Одна маленькая правда - Кирилл Александрович Гончуков
Шрифт:
Интервал:
Закладка:
Главный двор был не просто шансом, а прямой дорогой к той жизни, о которой мечтало большинство воспитанников – он не огораживался забором, никто не следил за ним, и окна на него выходили только из ее, Галины Константиновны, кабинета.
Она уселась за письменный стол и продолжила свою работу, уже собрав и скомкав все документы Дубая. Надо было навсегда вычеркнуть его из истории ее образцового детского дома. Она была почти в панике, но теперь паника сменялась внутренним ликованием, уголки губ в первый раз в жизни приподнялись, на несколько мгновений сделав ее похожей на настоящего живого человека, она как будто просияла, совершив одновременно и подлость, и благоволение.
Все во благо… конечно, не себя, а во благо воспитанников, маленьких детей, на которых Дубай оказывает дурное влияние, рассуждая о невидимых окнах, вслушиваясь в несуществующие шорохи, думая о том, о чем не думают нормальные дети – о чем-то высоком, о человеческой душе и морали. Конечно, она совершает великое благо.
Во всяком случае, она старается уговорить себя думать именно так.
Изгнанная звезда
Звезды не изгнать из Вселенной – это знает каждый. Звезда осталась, вцепившись руками и зубами в плотную ткань черного пространства. Тогда Солнце сожгло ее, и звезда, наверное, первая и последняя из всех звезд, ступила за предел Мира. Но там, где нет звезд, они никому не нужны, и она скиталась, пока ее не заметил высокий человек, нашедший применение ее таланту… В прочем, это нам уже известно.
Немного об образовании низших форм жизни
Помимо всего, было еще одно существо, избежавшее этой нервотрепки. Оно замкнулось в себе и даже не пожелало выходить из воды. Существо отказалось развиваться, но разгневанное море выкинуло его на берег первым же приливом. Существо скорчило недовольную гримасу и лениво поплелось обратно. Тогда прилив выкинул его еще раз, воды решили навсегда его отторгнуть – наверное, из вредности. Но существо умело настоять на своем – оно заползало в воду всякий раз, когда та отвергала его и становилось все больше с каждым новым разом. Наконец, существо раздулось и отяжелело настолько, что море отказалось от этой глупой затеи выселить его из зоны комфорта.
Такие упрямые существа впоследствии стали называться китами, а меньшие их последователи – рыбами.

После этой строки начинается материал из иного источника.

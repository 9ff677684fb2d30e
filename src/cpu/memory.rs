//! LS-8 memory subsystem.
//!
//! A flat array of 256 bytes. Code is loaded from address 0 upward and the
//! stack lives at the high end, growing toward lower addresses.

use serde::{Serialize, Deserialize};
use thiserror::Error;

/// The number of addressable bytes.
pub const MEMORY_SIZE: usize = 256;

/// LS-8 memory: 256 byte cells.
#[derive(Clone, PartialEq, Eq, Serialize, Deserialize)]
pub struct Memory {
    cells: Vec<u8>,
}

impl Memory {
    /// Create a new memory with all cells zeroed.
    pub fn new() -> Self {
        Self {
            cells: vec![0; MEMORY_SIZE],
        }
    }

    /// Read a byte (memory address register in, memory data register out).
    #[inline]
    pub fn read(&self, addr: usize) -> Result<u8, MemoryError> {
        self.cells
            .get(addr)
            .copied()
            .ok_or(MemoryError::AddressOutOfRange(addr))
    }

    /// Write a byte.
    #[inline]
    pub fn write(&mut self, addr: usize, value: u8) -> Result<(), MemoryError> {
        let cell = self.cells
            .get_mut(addr)
            .ok_or(MemoryError::AddressOutOfRange(addr))?;
        *cell = value;
        Ok(())
    }

    /// Clear all memory to zeros.
    pub fn clear(&mut self) {
        self.cells.fill(0);
    }

    /// Copy a program into memory starting at the given address.
    ///
    /// Cells outside the program's range are left untouched, so loading the
    /// same bytes twice is the same as loading them once.
    pub fn load_program(&mut self, start_addr: usize, program: &[u8]) -> Result<(), MemoryError> {
        if start_addr > self.cells.len() {
            return Err(MemoryError::AddressOutOfRange(start_addr));
        }

        let available = self.cells.len() - start_addr;
        if program.len() > available {
            return Err(MemoryError::ProgramTooLarge {
                size: program.len(),
                available,
            });
        }

        self.cells[start_addr..start_addr + program.len()].copy_from_slice(program);
        Ok(())
    }
}

impl Default for Memory {
    fn default() -> Self {
        Self::new()
    }
}

impl std::fmt::Debug for Memory {
    fn fmt(&self, f: &mut std::fmt::Formatter<'_>) -> std::fmt::Result {
        // Only count non-zero cells
        let non_zero = self.cells.iter().filter(|&&b| b != 0).count();

        f.debug_struct("Memory")
            .field("non_zero_cells", &non_zero)
            .field("total_cells", &MEMORY_SIZE)
            .finish()
    }
}

/// Errors that can occur during memory operations.
#[derive(Debug, Clone, PartialEq, Eq, Error)]
pub enum MemoryError {
    /// Address is outside valid memory range.
    #[error("memory address {0:#04x} out of range (0x00-0xff)")]
    AddressOutOfRange(usize),
    /// Program is too large to fit in memory.
    #[error("program size {size} exceeds available space {available}")]
    ProgramTooLarge { size: usize, available: usize },
}
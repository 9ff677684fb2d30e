//! CPU emulation for the LS-8.
//!
//! This module implements the complete LS-8 machine:
//! - 256 bytes of flat memory shared by code and stack
//! - 8 eight-bit registers, R7 doubling as the stack pointer
//! - a flags register written by CMP and read by JEQ/JNE
//! - 13 instructions whose length is encoded in the opcode's top two bits

pub mod memory;
pub mod registers;
pub mod decode;
pub mod alu;
pub mod execute;

pub use memory::{Memory, MemoryError, MEMORY_SIZE};
pub use registers::{RegisterFile, Flags, RegisterError, REGISTER_COUNT, SP, STACK_BASE};
pub use decode::{Opcode, DecodeError, instruction_len};
pub use alu::{AluOp, AluError};
pub use execute::{Machine, CpuError, CpuState, Flow, RunOutcome};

Другое создание, все же проследовавшее на сушу, обожало свой хвост и не хотело отказываться от вредных привычек. В грязи и песке для него было все самое интересное, и создание наложило вето на идею встать на задние лапы, так как, разумно, водить носом по земле было куда удобнее, стоя сразу на четырех конечностях. Оно любило своих собратьев и готово было путешествовать с ними, не меняя своих привычек. Шерсть – тоже хорошая штука, в ней теплей, а благодаря ей нет нужды в одежде. А блохи… тоже какая-то ерунда.
Это были кошки.
Это были собаки.
И, наконец, третье существо, не посчитавшее ни воду, ни сушу своим домом, просто взмыло в воздух и напрочь отказалось спускаться. Спускалось оно, правда, только по очень весомым причинам – в дни праздников или для поиска пищи. Иногда оно нападало на мельчайших представителей первой группы, иногда – второй. Существо было свободолюбиво и гордо. Оно отрастило большой нос, чтобы выделяться, а вместо лап или плавников избрало своим кредо крылья – символ свободы.

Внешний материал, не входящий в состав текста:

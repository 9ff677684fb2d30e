//! `.ls8` program format.
//!
//! A simple text format:
//! - One byte per line, written as an 8-digit binary literal
//! - Everything from `#` to the end of a line is a comment
//! - Blank lines are ignored

use crate::cpu::MEMORY_SIZE;
use std::path::Path;
use std::io::{BufRead, BufReader};
use thiserror::Error;

/// A loaded program.
#[derive(Debug, Clone, Default, PartialEq, Eq)]
pub struct Program {
    /// The program bytes, in load order.
    pub bytes: Vec<u8>,
    /// Original source lines (for debugging).
    pub source_lines: Vec<String>,
}

impl Program {
    /// Create a new empty program.
    pub fn new() -> Self {
        Self::default()
    }

    /// Add a byte.
    pub fn push(&mut self, byte: u8, source: &str) {
        self.bytes.push(byte);
        self.source_lines.push(source.to_string());
    }

    /// Get the number of bytes.
    pub fn len(&self) -> usize {
        self.bytes.len()
    }

    /// Check if empty.
    pub fn is_empty(&self) -> bool {
        self.bytes.is_empty()
    }
}

/// Parse `.ls8` source text.
pub fn parse_program(source: &str) -> Result<Program, LoadError> {
    let mut program = Program::new();

    for (line_num, line) in source.lines().enumerate() {
        parse_line(&mut program, line, line_num + 1)?;
    }

    Ok(program)
}

/// Load a `.ls8` file from disk.
pub fn load_program<P: AsRef<Path>>(path: P) -> Result<Program, LoadError> {
    let file = std::fs::File::open(path.as_ref())
        .map_err(|e| LoadError::IoError(e.to_string()))?;
    let reader = BufReader::new(file);

    let mut program = Program::new();

    for (line_num, line_result) in reader.lines().enumerate() {
        let line = line_result.map_err(|e| LoadError::IoError(e.to_string()))?;
        parse_line(&mut program, &line, line_num + 1)?;
    }

    log::debug!("read {} bytes from {}", program.len(), path.as_ref().display());
    Ok(program)
}

fn parse_line(program: &mut Program, line: &str, line_num: usize) -> Result<(), LoadError> {
    // Strip the comment, then surrounding whitespace
    let code = line.split('#').next().unwrap_or("").trim();

    if code.is_empty() {
        return Ok(());
    }

    if code.len() != 8 || !code.chars().all(|c| c == '0' || c == '1') {
        return Err(LoadError::ParseError {
            line: line_num,
            message: format!("expected an 8-digit binary literal, found {:?}", code),
        });
    }

    let byte = u8::from_str_radix(code, 2).map_err(|e| LoadError::ParseError {
        line: line_num,
        message: e.to_string(),
    })?;

    if program.len() == MEMORY_SIZE {
        return Err(LoadError::ProgramTooLarge { line: line_num });
    }

    program.push(byte, line.trim());
    Ok(())
}

/// Errors that can occur while loading a program.
#[derive(Debug, Clone, PartialEq, Eq, Error)]
pub enum LoadError {
    #[error("I/O error: {0}")]
    IoError(String),

    #[error("parse error on line {line}: {message}")]
    ParseError { line: usize, message: String },

    #[error("program exceeds 256 bytes at line {line}")]
    ProgramTooLarge { line: usize },
}

#[cfg(test)]
mod tests {
    use super::*;

    #[test]
    fn test_parse_with_comments_and_blanks() {
        let source = "\
# Print the number 8

10000010 # LDI R0,8
00000000
00001000
01000111 # PRN R0
00000000

00000001 # HLT
";
        let program = parse_program(source).unwrap();

        assert_eq!(program.bytes, vec![0x82, 0, 8, 0x47, 0, 0x01]);
        assert_eq!(program.source_lines[0], "10000010 # LDI R0,8");
    }

    #[test]
    fn test_comment_without_space() {
        let program = parse_program("00000001#HLT\n#only a comment\n").unwrap();
        assert_eq!(program.bytes, vec![0x01]);
    }

    #[test]
    fn test_rejects_bad_literals() {
        let err = parse_program("00000001\n0000201\n").unwrap_err();
        assert!(matches!(err, LoadError::ParseError { line: 2, .. }));

        assert!(matches!(
            parse_program("1000000010"),
            Err(LoadError::ParseError { line: 1, .. })
        ));
        assert!(matches!(
            parse_program("LDI R0,8"),
            Err(LoadError::ParseError { line: 1, .. })
        ));
    }

    #[test]
    fn test_rejects_oversized_program() {
        let source = "00000000\n".repeat(MEMORY_SIZE + 1);
        assert_eq!(
            parse_program(&source),
            Err(LoadError::ProgramTooLarge { line: MEMORY_SIZE + 1 })
        );
    }

    #[test]
    fn test_demo_files_parse() {
        let call = parse_program(include_str!("../../demos/call.ls8")).unwrap();
        assert_eq!(call.len(), 30);
        assert_eq!(call.bytes[24], 0b1010_0000);

        let sctest = parse_program(include_str!("../../demos/sctest.ls8")).unwrap();
        assert_eq!(sctest.len(), 63);
    }

    #[test]
    fn test_load_missing_file() {
        let err = load_program("/nonexistent/program.ls8").unwrap_err();
        assert!(matches!(err, LoadError::IoError(_)));
    }

    #[test]
    fn test_load_demo_file() {
        let path = concat!(env!("CARGO_MANIFEST_DIR"), "/demos/print8.ls8");
        let program = load_program(path).unwrap();
        assert_eq!(program.bytes, vec![0x82, 0, 8, 0x47, 0, 0x01]);
    }
}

Эти существа окрестили птицами.
Детский дом. Продолжение
Галина Константиновна Нетопырь была в исступленном шоке и стояла, открыв рот, с четверть часа. Хотя, никто не удивился бы такому зрелищу. Застыв, словно каменное изваяние, она до такой степени походила на него, что ее лишь с трудом можно было принять за нормальгого живого человека. Немой крик – то, чего она всегда боялась в самой себе – признак беспомощности, признак поражения, упущенной возможности.
Воспитатели и разнорабочие столпились вокруг, так же застыв в немом изумлении, совершенно сраженные такой необычной реакцией заведующей. Они тоже не шевелились, но уже из солидарности, а не от бури эмоций, иногда позволяя себе тихо перешептываться.

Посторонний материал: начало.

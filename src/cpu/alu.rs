//! Arithmetic logic unit.
//!
//! The ALU works on raw register values and never touches machine state
//! itself; the execution engine writes the result back. Arithmetic is done
//! in a wider type and truncated to 8 bits, as fixed-width hardware would.

use crate::cpu::decode::Opcode;
use crate::cpu::registers::Flags;
use serde::{Serialize, Deserialize};
use thiserror::Error;

/// An ALU operation.
#[derive(Debug, Clone, Copy, PartialEq, Eq, Serialize, Deserialize)]
pub enum AluOp {
    Add,
    Mul,
    Cmp,
}

/// Effect of an ALU operation.
#[derive(Debug, Clone, Copy, PartialEq, Eq)]
pub enum AluResult {
    /// Store this value in the first operand register.
    Write(u8),
    /// Replace the flags; no register changes.
    Flags(Flags),
}

/// Add with 8-bit wraparound.
#[inline]
pub fn add(a: u8, b: u8) -> u8 {
    ((a as u16 + b as u16) & 0xFF) as u8
}

/// Multiply keeping the low 8 bits.
#[inline]
pub fn mul(a: u8, b: u8) -> u8 {
    ((a as u16 * b as u16) & 0xFF) as u8
}

/// Compare `a` against `b`.
#[inline]
pub fn cmp(a: u8, b: u8) -> Flags {
    Flags::compare(a, b)
}

impl AluOp {
    /// Apply the operation to two register values.
    pub fn apply(self, a: u8, b: u8) -> AluResult {
        match self {
            AluOp::Add => AluResult::Write(add(a, b)),
            AluOp::Mul => AluResult::Write(mul(a, b)),
            AluOp::Cmp => AluResult::Flags(cmp(a, b)),
        }
    }
}

impl TryFrom<Opcode> for AluOp {
    type Error = AluError;

    fn try_from(op: Opcode) -> Result<Self, Self::Error> {
        match op {
            Opcode::Add => Ok(AluOp::Add),
            Opcode::Mul => Ok(AluOp::Mul),
            Opcode::Cmp => Ok(AluOp::Cmp),
            other => Err(AluError::Unsupported(other.mnemonic().to_string())),
        }
    }
}

impl std::str::FromStr for AluOp {
    type Err = AluError;

    fn from_str(s: &str) -> Result<Self, Self::Err> {
        match s.to_uppercase().as_str() {
            "ADD" => Ok(AluOp::Add),
            "MUL" => Ok(AluOp::Mul),
            "CMP" => Ok(AluOp::Cmp),
            _ => Err(AluError::Unsupported(s.to_string())),
        }
    }
}

/// Errors raised by the ALU.
#[derive(Debug, Clone, PartialEq, Eq, Error)]
pub enum AluError {
    #[error("unsupported ALU operation: {0}")]
    Unsupported(String),
}

#[cfg(test)]
mod tests {
    use super::*;
    use proptest::prelude::*;

    proptest! {
        #[test]
        fn prop_add_wraps_mod_256(a: u8, b: u8) {
            prop_assert_eq!(add(a, b) as u32, (a as u32 + b as u32) % 256);
        }

        #[test]
        fn prop_mul_wraps_mod_256(a: u8, b: u8) {
            prop_assert_eq!(mul(a, b) as u32, (a as u32 * b as u32) % 256);
        }

        #[test]
        fn prop_cmp_matches_ordering(a: u8, b: u8) {
            let expected = if a < b {
                Flags::LessThan
            } else if a > b {
                Flags::GreaterThan
            } else {
                Flags::Equal
            };
            prop_assert_eq!(cmp(a, b), expected);
            prop_assert_ne!(cmp(a, b), Flags::Unset);
        }
    }

    #[test]
    fn test_overflow_examples() {
        assert_eq!(add(200, 100), 44);
        assert_eq!(mul(16, 16), 0);
        assert_eq!(mul(3, 4), 12);
    }

    #[test]
    fn test_apply() {
        assert_eq!(AluOp::Add.apply(1, 2), AluResult::Write(3));
        assert_eq!(AluOp::Mul.apply(255, 2), AluResult::Write(254));
        assert_eq!(AluOp::Cmp.apply(9, 9), AluResult::Flags(Flags::Equal));
    }

    #[test]
    fn test_from_opcode() {
        assert_eq!(AluOp::try_from(Opcode::Mul), Ok(AluOp::Mul));
        assert_eq!(
            AluOp::try_from(Opcode::Ldi),
            Err(AluError::Unsupported("LDI".to_string()))
        );
    }

    #[test]
    fn test_parse_names() {
        assert_eq!("ADD".parse::<AluOp>(), Ok(AluOp::Add));
        assert_eq!("cmp".parse::<AluOp>(), Ok(AluOp::Cmp));
        assert!(matches!("SUB".parse::<AluOp>(), Err(AluError::Unsupported(name)) if name == "SUB"));
    }
}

– У нее не случится ли сердечный приступ?
– Нет сердечных приступов у того, у кого нет сердца.
– А что случилось, товарищи?
– В след за Львом Дубаем сбежало еще несколько детей.
– Какой позор!
– Крах для нашей репутации!
– Я увольняюсь, друзья.
– Поддерживаю.
– Я тоже.
Дверь тихонько скрипнула, и все взоры и фразы мигом обратились к вошедшему. Сказать, что он тоже был ошарашен – ничего не сказать.
– Борис Прокофьевич, сделайте что-нибудь, Вы же зам.
– Борис Прокофьевич, правда что, посодействуйте.
– Товарищи, дорогие, я же, – сбивчиво начал оправдываться тот, кого называли Борисом Прокофьевичем, – пускай Павел Семенович, у него лучше выйдет, ей-богу.
– Павел Семенович?
– Выручайте, Павел Семенович!
– Хорошо.
Вперед выступил маленький тучный человечек с пушистыми бакенбардами. Настороженно, как вползает дрессировщик в клетку тигра, он приблизился к Нетопырь. Ее остекленевшие глаза сконцентрировались на одной точке, как бы глядя сквозь нее, и ничто не могло пробудить Галину Константиновну от этой истерийной комы.
– Ну? – Подталкивали одни.
– Чего там? Что? – Не унимались другие.
Павел Семенович неловко повернулся к собравшейся публике и растерянно всплеснул толстыми ручонками. Голос его был тихим, неуверенным и полным какого-то скрытого негодования.
– Ничего. – Только и произнес он.
А когда Галина Константиновна упала, не нашлось никого, кто бы успел ее подхватить.
Конец Вселенной
Рано или поздно Солнце перестанет светить. Рано или поздно звезды сойдут со своих мест, а метеориты изменят направление. Светила и блуждающие в безвоздушном пространстве планеты устроят бунт против своего огромного черного прародителя. Они не будут покорно ждать, пока весь мировой механизм заглохнет сам собой, они будут действовать, строить козни и коварные планы, шептаться между собой, обсуждая грядущий переворот, и кто-нибудь из них самоотверженно начнет эту вездесущую революцию.
Бунт – смысл жизни любого живущего существа, любой вещи, любой, даже самой маленькой, частицы мировой природы. Повиновение – признак слабаков, все лучшее совершается после переворота.
Спокойствия не существует, бывает лишь временное затишье.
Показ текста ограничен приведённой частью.